Exactly a year ago, in his interview to the Economist, Mikhail Fridman, #79 in the Forbes list of billionaires, quoted a widely used Russian proverb – you can never be sure you won’t go to prison or be a beggar. He never had an objective reason to fear jail, he said then. The year has shown how the tides may turn.
Today, Spanish prosecutors accuse him of raider attacks, market manipulation, fraudulent insolvency, business corruption and misuse of company assets in regard to two Spanish businesses – Zed and DIA.
Earlier this year, a Spanish court has put Russian billionaire Mikhail Fridman under official investigation for corruption, accusing him of having helped orchestrate the bankruptcy of Spanish technology company Zed.
The National Court, which deals with major financial cases, summoned Fridman for questioning in September placing him under probe for corruption in business, market abuse, fraudulent insolvency and misuse of company assets.
As told by AFP, Fridman is accused of having led “a series of actions that led to the insolvency of the Spanish company Zed Worldwide SA… in order to buy it at a ridiculously low price, much lower than that of the market,” the court document said.
According to the National Court, the Russian magnate was a shareholder and creditor for Zed, a Spanish technology company declared bankrupt in November 2016. As a result, he had “a privileged position for any type of decision in the group,” it said.
Spain’s anti-corruption prosecutors say mobile phone operator Vimpelcom, which has since been re-named as VEON, controlled by Fridman, suddenly terminated or modified contracts with a Russian subsidiary of the Spanish group from 2014, depriving it of significant revenue.
Those contracts had boosted Zed’s revenues to such an extent that it planned to list on Nasdaq and secured a 140-million-euro ($157-million) loan in 2013, increasing its debt.

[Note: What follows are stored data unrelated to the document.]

use crate::common::*;

use crate::dto::result_table::*;
use crate::errors::report_error::*;
use crate::model::report::report_definition::*;

#[doc = "Everything the renderer needs to draw one bar chart, bars in plotting order"]
#[derive(Debug, Clone, PartialEq, Getters)]
#[getset(get = "pub")]
pub struct BarChartSpec {
    title: String,
    x_label: String,
    y_label: String,
    labels: Vec<String>,
    values: Vec<f64>,
}

impl BarChartSpec {
    #[doc = r#"
        Builds the chart from an already sorted result table.

        1. Every designated column (sort, x, y) must be present
        2. The table must hold at least one row
        3. y cells must be numeric; a null y is drawn as a zero-height bar

        Any violation is a render error, raised before anything is drawn.
    "#]
    pub fn from_table(def: &ReportDefinition, table: &ResultTable) -> Result<Self, ReportError> {
        let report: &str = def.id();

        for column in def.required_columns() {
            table.require_column(report, column)?;
        }

        if table.is_empty() {
            return Err(ReportError::render(
                report,
                format!("`{}` returned no rows, nothing to plot", def.query()),
            ));
        }

        let x_idx: usize = table.require_column(report, def.x_column())?;
        let y_idx: usize = table.require_column(report, def.y_column())?;

        let labels: Vec<String> = table
            .column_values(x_idx)
            .map(|cell| cell.to_string())
            .collect();

        let mut values: Vec<f64> = Vec::with_capacity(table.len());

        for (row_no, cell) in table.column_values(y_idx).enumerate() {
            let value: f64 = match cell {
                CellValue::Null => {
                    warn!(
                        "[BarChartSpec->from_table] {} row {} has a null {}; plotting 0",
                        report,
                        row_no,
                        def.y_column()
                    );
                    0.0
                }
                other => other.as_f64().ok_or_else(|| {
                    ReportError::render(
                        report,
                        format!(
                            "column '{}' row {} is not numeric: {:?}",
                            def.y_column(),
                            row_no,
                            other
                        ),
                    )
                })?,
            };
            values.push(value);
        }

        Ok(BarChartSpec {
            title: def.title().to_string(),
            x_label: def.x_label().to_string(),
            y_label: def.y_label().to_string(),
            labels,
            values,
        })
    }

    #[cfg(test)]
    pub fn from_parts(def: &ReportDefinition, labels: Vec<String>, values: Vec<f64>) -> Self {
        BarChartSpec {
            title: def.title().to_string(),
            x_label: def.x_label().to_string(),
            y_label: def.y_label().to_string(),
            labels,
            values,
        }
    }

    #[doc = "Y-axis range: always includes zero, padded by 10% of the span"]
    pub fn y_range(&self) -> (f64, f64) {
        let min_val: f64 = self.values.iter().copied().fold(0.0, f64::min);
        let max_val: f64 = self.values.iter().copied().fold(0.0, f64::max);

        let padding: f64 = ((max_val - min_val) * 0.1).max(1.0);

        let y_min: f64 = if min_val < 0.0 { min_val - padding } else { 0.0 };
        (y_min, max_val + padding)
    }
}

#[cfg(test)]
mod tests {
    use super::*;

    fn table(columns: &[&str], rows: Vec<Vec<CellValue>>) -> ResultTable {
        ResultTable::new(columns.iter().map(|c| c.to_string()).collect(), rows)
    }

    #[test]
    fn builds_bars_in_table_order() {
        let t: ResultTable = table(
            &["YearMonth", "NewUsers"],
            vec![
                vec!["2023-01".into(), CellValue::Int(3)],
                vec!["2023-02".into(), CellValue::Int(5)],
            ],
        );

        let spec: BarChartSpec = BarChartSpec::from_table(&USERS_BY_MONTH, &t).unwrap();

        assert_eq!(spec.title(), "Users by Month");
        assert_eq!(spec.x_label(), "YearMonth");
        assert_eq!(spec.y_label(), "NewUsers");
        assert_eq!(spec.labels(), &vec!["2023-01".to_string(), "2023-02".to_string()]);
        assert_eq!(spec.values(), &vec![3.0, 5.0]);
    }

    #[test]
    fn empty_table_is_render_error() {
        let t: ResultTable = table(&["YearMonth", "Transactions"], vec![]);
        let err: ReportError = BarChartSpec::from_table(&TRANSACTIONS_BY_MONTH, &t).unwrap_err();
        assert!(matches!(err, ReportError::Render { .. }));
        assert!(err.to_string().contains("no rows"));
    }

    #[test]
    fn missing_plot_column_is_render_error() {
        let t: ResultTable = table(
            &["category", "Transactions"],
            vec![vec!["Books".into(), CellValue::Int(4)]],
        );
        let err: ReportError =
            BarChartSpec::from_table(&TRANSACTIONS_BY_PRODUCT, &t).unwrap_err();
        assert!(err.to_string().contains("maincategory"));
    }

    #[test]
    fn text_value_is_render_error_and_null_is_zero() {
        let bad: ResultTable = table(
            &["YearMonth", "NewUsers"],
            vec![vec!["2023-01".into(), "many".into()]],
        );
        assert!(BarChartSpec::from_table(&USERS_BY_MONTH, &bad).is_err());

        let with_null: ResultTable = table(
            &["YearMonth", "NewUsers"],
            vec![vec!["2023-01".into(), CellValue::Null]],
        );
        let spec: BarChartSpec = BarChartSpec::from_table(&USERS_BY_MONTH, &with_null).unwrap();
        assert_eq!(spec.values(), &vec![0.0]);
    }

    #[test]
    fn y_range_starts_at_zero_with_headroom() {
        let t: ResultTable = table(
            &["YearMonth", "NewUsers"],
            vec![
                vec!["2023-01".into(), CellValue::Int(40)],
                vec!["2023-02".into(), CellValue::Int(100)],
            ],
        );
        let spec: BarChartSpec = BarChartSpec::from_table(&USERS_BY_MONTH, &t).unwrap();
        assert_eq!(spec.y_range(), (0.0, 110.0));
    }
}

Some of that was loaned by a bank controlled by Fridman, prosecutors say. In difficulty, Zed applied for bankruptcy in June 2016.

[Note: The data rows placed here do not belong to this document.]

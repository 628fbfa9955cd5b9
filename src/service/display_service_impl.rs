use crate::common::*;

use crate::errors::report_error::*;
use crate::model::report::report_definition::*;
use crate::traits::service_traits::display_service::*;

#[doc = r#"
    Shows rendered charts in an external viewer.

    When `show` is off the chart only lives on disk and `show()` returns at once.
    Otherwise the viewer command (configured, or the platform default) is run with
    the chart path appended, and the call blocks until that process exits.
    Launchers such as `xdg-open` exit as soon as they hand the file off, so a
    viewer that stays in the foreground (e.g. `feh`) is needed to keep the run open.
"#]
#[derive(Debug, Clone, new)]
pub struct DisplayServiceImpl {
    viewer: Option<String>,
    show: bool,
}

#[cfg(target_os = "macos")]
fn platform_viewer() -> Vec<String> {
    vec!["open".to_string(), "-W".to_string()]
}

#[cfg(windows)]
fn platform_viewer() -> Vec<String> {
    ["cmd", "/C", "start", "", "/WAIT"]
        .iter()
        .map(|s| s.to_string())
        .collect()
}

#[cfg(not(any(target_os = "macos", windows)))]
fn platform_viewer() -> Vec<String> {
    vec!["xdg-open".to_string()]
}

impl DisplayServiceImpl {
    fn viewer_command(&self) -> Vec<String> {
        match self.viewer.as_deref().map(str::trim).filter(|v| !v.is_empty()) {
            Some(viewer) => viewer.split_whitespace().map(str::to_string).collect(),
            None => platform_viewer(),
        }
    }
}

#[async_trait]
impl DisplayService for DisplayServiceImpl {
    async fn show(&self, def: &ReportDefinition, chart_path: &Path) -> Result<(), ReportError> {
        if !self.show {
            info!("[{}] chart written to {:?}", def.id(), chart_path);
            return Ok(());
        }

        let display_err = |reason: String| ReportError::Display {
            report: def.id().to_string(),
            path: chart_path.to_path_buf(),
            reason,
        };

        let command: Vec<String> = self.viewer_command();
        let (program, args) = command
            .split_first()
            .ok_or_else(|| display_err("no viewer command".to_string()))?;

        info!(
            "[{}] opening {:?} with `{}`; waiting for the viewer command to exit",
            def.id(),
            chart_path,
            command.join(" ")
        );

        let status: std::process::ExitStatus = tokio::process::Command::new(program)
            .args(args)
            .arg(chart_path)
            .status()
            .await
            .map_err(|e| display_err(format!("cannot start viewer '{}': {}", program, e)))?;

        if !status.success() {
            return Err(display_err(format!(
                "viewer '{}' exited with {}",
                program, status
            )));
        }

        Ok(())
    }
}

#[cfg(test)]
mod tests {
    use super::*;

    #[tokio::test]
    async fn file_only_mode_does_not_launch_anything() {
        let service: DisplayServiceImpl =
            DisplayServiceImpl::new(Some("definitely-not-a-viewer".to_string()), false);
        service
            .show(&USERS_BY_MONTH, Path::new("charts/users-by-month.png"))
            .await
            .unwrap();
    }

    #[tokio::test]
    async fn missing_viewer_is_display_error() {
        let service: DisplayServiceImpl =
            DisplayServiceImpl::new(Some("definitely-not-a-viewer-binary".to_string()), true);
        let err: ReportError = service
            .show(&USERS_BY_MONTH, Path::new("charts/users-by-month.png"))
            .await
            .unwrap_err();
        assert!(matches!(err, ReportError::Display { .. }));
        assert_eq!(err.exit_code(), 6);
    }

    #[cfg(unix)]
    #[tokio::test]
    async fn waits_for_viewer_and_checks_status() {
        let ok: DisplayServiceImpl = DisplayServiceImpl::new(Some("true".to_string()), true);
        ok.show(&USERS_BY_MONTH, Path::new("a.png")).await.unwrap();

        let failing: DisplayServiceImpl = DisplayServiceImpl::new(Some("false".to_string()), true);
        assert!(failing.show(&USERS_BY_MONTH, Path::new("a.png")).await.is_err());
    }

    #[test]
    fn configured_viewer_splits_arguments() {
        let service: DisplayServiceImpl =
            DisplayServiceImpl::new(Some("feh --scale-down".to_string()), true);
        assert_eq!(service.viewer_command(), vec!["feh", "--scale-down"]);

        let blank: DisplayServiceImpl = DisplayServiceImpl::new(Some("  ".to_string()), true);
        assert_eq!(blank.viewer_command(), platform_viewer());
    }
}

Four months later, people close to the Russian businessman came forward to buy Zed for 20 million euros, “much less than its value when blockage manoeuvers controlled by Mr. Fridman started,” prosecutors say.
The very same manoeuvers have been spotted by the press in the case of DIA, the embattled Spanish supermarket chain Mikhail Fridman bought in May via a hostile takeover. The Reuters writes that Spain’s High Court is investigating allegations that Russian tycoon Mikhail Fridman acted to depress the share price of DIA when trying to take control of the supermarket chain, a court document seen by Reuters showed.

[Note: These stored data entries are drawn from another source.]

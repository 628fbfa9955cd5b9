pub use chrono::{NaiveDate, NaiveDateTime};
pub use clap::Parser;
pub use deadpool_tiberius::{Manager, Pool};
pub use flexi_logger::{
    Age, Cleanup, Criterion, DeferredNow, Duplicate, FileSpec, Logger, LoggerHandle, Naming,
    Record,
};
pub use once_cell::sync::Lazy as once_lazy;
pub use thiserror::Error;
pub use tiberius::{AuthMethod, ColumnData, FromSql};
use crate::common::*;

#[doc = r#"
    Reads a TOML file and deserialises it into `T`.

    # Arguments
    * `file_path` - path of the TOML file

    # Returns
    * `Result<T, anyhow::Error>`

    # Errors
    - the file does not exist or cannot be read
    - the TOML is malformed or does not match `T`
"#]
pub fn read_toml_from_file<T: DeserializeOwned>(file_path: &str) -> Result<T, anyhow::Error> {
    let toml_content: String = std::fs::read_to_string(file_path)
        .map_err(|e| anyhow!("[read_toml_from_file()] cannot read '{}': {}", file_path, e))?;
    let toml: T = toml::from_str(&toml_content)?;

    Ok(toml)
}

#[doc = "Creates the parent directory of `path` when it does not exist yet"]
pub async fn ensure_parent_dir(path: &Path) -> anyhow::Result<()> {
    if let Some(parent) = path.parent().filter(|p| !p.as_os_str().is_empty()) {
        tokio::fs::create_dir_all(parent).await.map_err(|e| {
            anyhow!(
                "[ensure_parent_dir()] cannot create directory {:?}: {}",
                parent,
                e
            )
        })?;
    }

    Ok(())
}

#[cfg(test)]
mod tests {
    use super::*;

    #[derive(Debug, Deserialize)]
    struct Sample {
        name: String,
        size: u32,
    }

    #[test]
    fn reads_toml_into_struct() {
        let dir: tempfile::TempDir = tempfile::tempdir().unwrap();
        let path: PathBuf = dir.path().join("sample.toml");
        std::fs::write(&path, "name = \"a\"\nsize = 3\n").unwrap();

        let sample: Sample = read_toml_from_file(path.to_str().unwrap()).unwrap();
        assert_eq!(sample.name, "a");
        assert_eq!(sample.size, 3);
    }

    #[test]
    fn malformed_toml_is_an_error() {
        let dir: tempfile::TempDir = tempfile::tempdir().unwrap();
        let path: PathBuf = dir.path().join("broken.toml");
        std::fs::write(&path, "name = ").unwrap();

        assert!(read_toml_from_file::<Sample>(path.to_str().unwrap()).is_err());
    }

    #[tokio::test]
    async fn creates_missing_parent_dirs() {
        let dir: tempfile::TempDir = tempfile::tempdir().unwrap();
        let path: PathBuf = dir.path().join("nested/charts/out.png");

        ensure_parent_dir(&path).await.unwrap();
        assert!(dir.path().join("nested/charts").is_dir());

        ensure_parent_dir(Path::new("bare.png")).await.unwrap();
    }
}
use crate::common::*;

use crate::dto::result_table::*;
use crate::errors::report_error::*;
use crate::model::report::report_definition::*;

#[doc = r#"
    Source of scoped database sessions.

    A session is the acquired connection. Dropping it releases the connection,
    so every exit path of the caller releases exactly once.
"#]
#[async_trait]
pub trait SqlServerRepository: Send + Sync {
    type Session: ReportSession;

    async fn acquire(&self, def: &ReportDefinition) -> Result<Self::Session, ReportError>;
}

#[async_trait]
pub trait ReportSession: Send {
    #[doc = "Runs the report query and collects every row of the first result set"]
    async fn fetch_table(&mut self, def: &ReportDefinition) -> Result<ResultTable, ReportError>;
}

Spain’s Supreme Court gave the High Court a mandate to investigate anonymous accusations which it said indicated Fridman may have acted to manipulate prices, engaged in insider trading and damaged the interests of minority shareholders.
The court document cites a police report alleging that Fridman acted in a coordinated and concerted way through a network of corporations to create short-term illiquidity in the company and lower the share price before launching his takeover: “LetterOne Investment Holdings (directed by Fridman), shareholder in DIA, maintained a heightened financial tension to lower the share price before buying the company.”
In October, Fridman appeared in court in Madrid as part of the ZED case, and denied all charges. The Court however, ruled to maintain the ‘accused’ status in his regard.
Not all smooth back at home either. Fridman’s name is being mentioned in the context of another hostile takeover, that of Korund-M, an R&D and production enterprise that develops secure computers for Russian state-owned structures (including those responsible for aviation and space programmes), and holds a license for developing weaponry.
As told by Business First, Fridman’s A1 investment company bought 50% of Korund-M’s shares earlier this year via an affiliated company and is now being accused of an attempted raider attack by its founder and director of 35 years Russian Academic Betelin.
Betelin claims that Fridman’s involvement in a strategically important enterprise related to national security can be qualified as “foreign involvement” because A1 is registered in Luxemburg. Sources in Russia say that since the ‘Kremlin dossier’ was published, Fridman’s local structures have been avoiding any contact with the national military forces not to anger the US, whether or not Fridman’s involvement in a Russian national defense enterprise will affect the way he is profiled in the US sanctions lists remains to be seen.